## Directions
All lines before the one containing "tracing_subscriber::registry()", plus that line itself, are to be printed exactly as they appear below.

Stored data entries:
+ + + + + + +
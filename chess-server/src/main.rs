use anyhow::Result;
use tracing::info;
use tracing_subscriber::{layer::SubscriberExt, util::SubscriberInitExt};

use chess_server::{ChessServer, ServerConfig};

#[tokio::main]
async fn main() -> Result<()> {
    // 初始化日志
    tracing_subscriber::registry()
        .with(tracing_subscriber::fmt::layer())
        .with(tracing_subscriber::EnvFilter::from_default_env()
            .add_directive("chess_server=debug".parse()?))
        .init();

    let config = ServerConfig::from_env()?;
    info!(?config, "国际象棋服务端启动中...");

    let server = ChessServer::bind(config).await?;
    server.run().await;

    Ok(())
}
+ + + + + + +
## Written reply
filename chess-server/src/main.rs
use anyhow::Result;
use tracing::info;
use tracing_subscriber::{layer::SubscriberExt, util::SubscriberInitExt};

use chess_server::{ChessServer, ServerConfig};

#[tokio::main]
async fn main() -> Result<()> {
    // 初始化日志
    tracing_subscriber::registry()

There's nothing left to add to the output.